Somm is essentially a wine server - intuition and conversation is everything!
Feeling out the client and gaining an understanding of what their wants are and how they wish to be treated is at the heart of the sommelier job. Often a somm needs to “read between the lines” to understand the guests real needs and wants. It takes intuition and experience to interact well with people - a quality a machine will never possess. At times a client would like to step outside of their comfort zone.
Without that human interaction I implement in one of the restaurant I work at, I would probably not need to cary anything in the cellar beyond a few Napa Cabernet Sauvignon. If the somm talks, listens and feels out the client, they can catch key moments to bring out wines their client wouldn’t previously gravitate to, and as a result widen their horizons and their wine experiences.
A good sommelier has excellent people skills and uses them for individualized service. This changes with the mood of each client that day and the vibe of the restaurant - something that a robot could never achieve as it cannot truly ‘feel' the hum of energy humans radiate on a given day!
Passion, love, sensitivity and excitement
Clients have emotions and feelings and therefore need a somm who also has emotions in order to get comfortable, excited, and fulfilled. Engaging in a warm way with clients - making them feel like they belong and are spoiled - is something that only a warm beating heat can do.
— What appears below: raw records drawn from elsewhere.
//! Interactive letter playground built with eframe/egui.
//!
//! This module defines [`LetterView`], which owns the simulation
//! ([`World`]) and its step scheduler ([`Driver`]) and implements
//! [`eframe::App`] to measure, draw and drive them.

use crate::measure;
use eframe::App;
use glam::Vec2;
use letterfall_core::{
    body::LOGO,
    config::Config,
    drag::PointerDown,
    driver::{Driver, Tick},
    session::Phase,
    types::Bounds,
    world::{Frame, World},
};
use tracing::debug;

const HINT: &str = "Click anywhere to let the letters fall. Drag letters around after they stack.";

/// Main application state for the viewer.
///
/// The per-frame update is:
/// 1. Read the container rect and pick the font size for it.
/// 2. If the world is not placed yet, measure the letters and try to place them.
/// 3. Feed pointer press/move/release into the world.
/// 4. Let the driver run one step if the session is released.
/// 5. Draw the resulting frame.
///
/// ### Fields
/// - `world` - Bodies, drag state and session flags.
/// - `driver` - Step scheduler; idle until the first release.
/// - `next_tick` - The tick to fire on the next refresh, if running.
/// - `font_size` - Label size for the current viewport class.
pub struct LetterView {
    world: World,
    driver: Driver,
    next_tick: Option<Tick>,
    font_size: f32,
}

impl LetterView {
    pub fn new(cfg: Config) -> Self {
        Self {
            world: World::new(LOGO.to_vec(), cfg),
            driver: Driver::new(),
            next_tick: None,
            font_size: measure::font_size_for_width(f32::INFINITY),
        }
    }

    /// Converts a screen position to container coordinates.
    fn screen_to_local(p: egui::Pos2, rect: egui::Rect) -> Vec2 {
        Vec2::new(p.x - rect.min.x, p.y - rect.min.y)
    }

    fn bounds_of(rect: egui::Rect) -> Bounds {
        Bounds::new(rect.width(), rect.height())
    }

    /// Measures and places the letters if that has not happened yet.
    fn try_place(&mut self, painter: &egui::Painter, bounds: Bounds) {
        if self.world.is_placed() {
            return;
        }
        let sizes = measure::measure_letters(painter, self.world.letters(), self.font_size);
        if let Err(err) = self.world.place(&sizes, bounds) {
            debug!(%err, "placement deferred");
        }
    }

    /// Routes this frame's pointer input into the world.
    fn handle_pointer(&mut self, ctx: &egui::Context, rect: egui::Rect, bounds: Bounds) {
        let (pressed, released, moved, press_pos, latest) = ctx.input(|i| {
            (
                i.pointer.primary_pressed(),
                i.pointer.primary_released(),
                i.pointer.delta() != egui::Vec2::ZERO,
                i.pointer.press_origin(),
                i.pointer.latest_pos(),
            )
        });

        if pressed
            && let Some(p) = press_pos
            && rect.contains(p)
        {
            let local = Self::screen_to_local(p, rect);
            if let PointerDown::Grabbed(id) = self.world.pointer_down(local) {
                debug!(id, "letter picked up");
            }
        }

        if moved
            && self.world.drag_state().is_dragging()
            && let Some(p) = latest
        {
            self.world.pointer_move(Self::screen_to_local(p, rect), bounds);
        }

        if released {
            self.world.pointer_up();
        }
    }

    /// Runs the scheduler for this refresh.
    ///
    /// Starts the driver on the first refresh after release, then fires one
    /// tick per refresh. Once stopped, the driver stays stopped. Returns the frame produced by the step, if any.
    fn pump(&mut self, now: f64, bounds: Bounds) -> Option<Frame> {
        let Some(tick) = self.next_tick.take() else {
            self.next_tick = self.driver.sync(self.world.is_released(), now);
            return None;
        };
        let (frame, next) = self.driver.fire(tick, now, &mut self.world, bounds)?;
        self.next_tick = Some(next);
        Some(frame)
    }

    /// Paints every body as its colored glyph inside its box.
    fn draw(&self, painter: &egui::Painter, rect: egui::Rect, frame: &Frame) {
        let font = measure::font_id(self.font_size);
        for b in &frame.bodies {
            let min = rect.min + egui::vec2(b.pos.x, b.pos.y);
            let [r, g, bl] = b.color;
            painter.text(
                min,
                egui::Align2::LEFT_TOP,
                b.label,
                font.clone(),
                egui::Color32::from_rgb(r, g, bl),
            );
        }
    }

    /// Shows the instruction pill until the session is released.
    fn ui_hint(&self, painter: &egui::Painter, rect: egui::Rect) {
        if self.world.is_released() {
            return;
        }
        let pos = rect.center() + egui::vec2(0.0, 112.0);
        let font = egui::FontId::proportional(15.0);
        let galley = painter.layout_no_wrap(HINT.to_owned(), font, egui::Color32::from_gray(115));
        let pill = egui::Rect::from_center_size(pos, galley.size() + egui::vec2(32.0, 16.0));
        painter.rect_filled(
            pill,
            pill.height() / 2.0,
            egui::Color32::from_rgba_unmultiplied(255, 255, 255, 180),
        );
        painter.galley(
            pill.center() - galley.size() / 2.0,
            galley,
            egui::Color32::from_gray(115),
        );
    }

    /// Builds the bottom status bar (phase, steps, drag).
    fn ui_status_bar(&self, ctx: &egui::Context) {
        egui::TopBottomPanel::bottom("status_bar").show(ctx, |ui| {
            ui.with_layout(egui::Layout::right_to_left(egui::Align::Center), |ui| {
                let phase = match self.world.session().phase() {
                    Phase::Uninitialized => "measuring",
                    Phase::Placed => "waiting",
                    Phase::Simulating => "running",
                };
                ui.label(format!("steps = {}", self.driver.steps()));
                ui.label(format!("phase = {phase}"));
                ui.separator();
                match self.world.drag_state().dragged_id() {
                    Some(id) => ui.label(format!("dragging #{id}")),
                    None => ui.label("idle"),
                };
            });
        });
    }

    /// Builds the central panel that hosts the simulation.
    fn ui_central_panel(&mut self, ctx: &egui::Context) {
        egui::CentralPanel::default()
            .frame(egui::Frame::new().fill(egui::Color32::WHITE))
            .show(ctx, |ui| {
                let response = ui.allocate_response(ui.available_size(), egui::Sense::drag());
                let rect = response.rect;
                let painter = ui.painter_at(rect);
                // Bounds are read fresh every frame so resizes apply at once.
                let bounds = Self::bounds_of(rect);

                self.font_size = measure::font_size_for_width(rect.width());
                self.try_place(&painter, bounds);
                self.handle_pointer(ctx, rect, bounds);

                let now = ctx.input(|i| i.time);
                let frame = self
                    .pump(now, bounds)
                    .unwrap_or_else(|| self.world.snapshot());

                self.draw(&painter, rect, &frame);
                self.ui_hint(&painter, rect);

                if self.driver.is_running() || self.next_tick.is_some() {
                    ctx.request_repaint();
                }
            });
    }
}

impl App for LetterView {
    fn update(&mut self, ctx: &egui::Context, _frame: &mut eframe::Frame) {
        self.ui_status_bar(ctx);
        self.ui_central_panel(ctx);
    }
}

impl Drop for LetterView {
    fn drop(&mut self) {
        // Any tick still held becomes stale.
        self.driver.stop();
    }
}

#[cfg(test)]
mod tests {
    use super::*;
    use letterfall_core::layout::Measurement;

    fn placed_view() -> LetterView {
        let mut view = LetterView::new(Config::default());
        view.world
            .place(&[Measurement::new(60.0, 90.0); 6], Bounds::new(1000.0, 600.0))
            .unwrap();
        view
    }

    #[test]
    fn screen_to_local_subtracts_container_origin() {
        let rect = egui::Rect::from_min_size(egui::pos2(20.0, 35.0), egui::vec2(800.0, 600.0));
        let p = LetterView::screen_to_local(egui::pos2(120.0, 85.0), rect);
        assert_eq!(p, Vec2::new(100.0, 50.0));
        assert_eq!(LetterView::bounds_of(rect), Bounds::new(800.0, 600.0));
    }

    #[test]
    fn pump_waits_for_release() {
        let mut view = placed_view();
        let bounds = Bounds::new(1000.0, 600.0);
        let before = view.world.snapshot();

        for i in 0..5 {
            assert!(view.pump(i as f64 / 60.0, bounds).is_none());
        }
        assert!(!view.driver.is_running());
        assert_eq!(view.world.snapshot(), before);
    }

    #[test]
    fn pump_steps_every_refresh_after_release() {
        let mut view = placed_view();
        let bounds = Bounds::new(1000.0, 600.0);
        view.world.release();

        // First refresh only schedules.
        assert!(view.pump(0.0, bounds).is_none());
        assert!(view.driver.is_running());

        for i in 1..=3 {
            let frame = view.pump(i as f64 / 60.0, bounds).expect("step frame");
            assert_eq!(frame, view.world.snapshot());
        }
        assert_eq!(view.driver.steps(), 3);
        assert!(view.world.bodies().iter().all(|b| b.vel.y > 0.0));
    }

    #[test]
    fn stopped_driver_does_not_step() {
        let mut view = placed_view();
        let bounds = Bounds::new(1000.0, 600.0);
        view.world.release();
        assert!(view.pump(0.0, bounds).is_none());

        view.driver.stop();
        let before = view.world.snapshot();
        for i in 1..=5 {
            assert!(view.pump(i as f64 / 60.0, bounds).is_none());
        }
        assert!(!view.driver.is_running());
        assert_eq!(view.driver.steps(), 0);
        assert_eq!(view.world.snapshot(), before);
    }
}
Research shows that a persons vibe and energy has a stronger effect than what they say. I have no doubt that the somms energy matters more to guests than their specific knowledge about wine. A Somm's vibe will even affect the way wine tastes to a client.
Drinking wine in a vineyard in Italy and then drinking the same wine in your basement makes you wonder what happened to the wine, as it doesn't taste as great as it did in Italy! The reason is because we don’t taste in a vacuum: Everything around us - the view, the company we are with, the vibe of the somm - will influence the way a person tastes wine.
A good sommelier can encourage you to explore!
It has probably happened to you before: You are thinking about traveling to Florida and shared that thought with a friend, and suddenly your phone is full of ads about vacations in Florida. The online world we live in today created a situation where you start seeing only what you are already interested in. As a result, we end up living in a vacuum of our beliefs, likes and experiences. If you google wine and you often order Cabernet Sauvignon, Google will show you Cabernet Sauvignon wines. It's designed to sell products to you and give you what is 'relevant' to you.
That being said, a good somm would want to expose you to different flavours you didn’t know existed by nature. And in that way, sharpen your tasting skills and open your horizons to the variety of flavours you wouldn't naturally go for.
The personal imprint of a sommelier
We are unique individuals with our own belief systems and values. A good sommelier celebrates their individual values by choosing wines that they stand behind, wines that have beyond good taste for a good price point. Computers have no principles or values to be guided by.
To give you an example, as a person who pushes for equality I make sure to have wines made by people of colour (especially if made in Europe or North America) as they are people who have had the most obstacles succeeding in the industry. I make sure to have women winemakers as well to pass on the message that women can make wine too, and they do it well. I will discuss the oppression of minorities in my industry with clients to bring awareness to this, and to start a change. That is my personal imprint - how I decided to make a difference.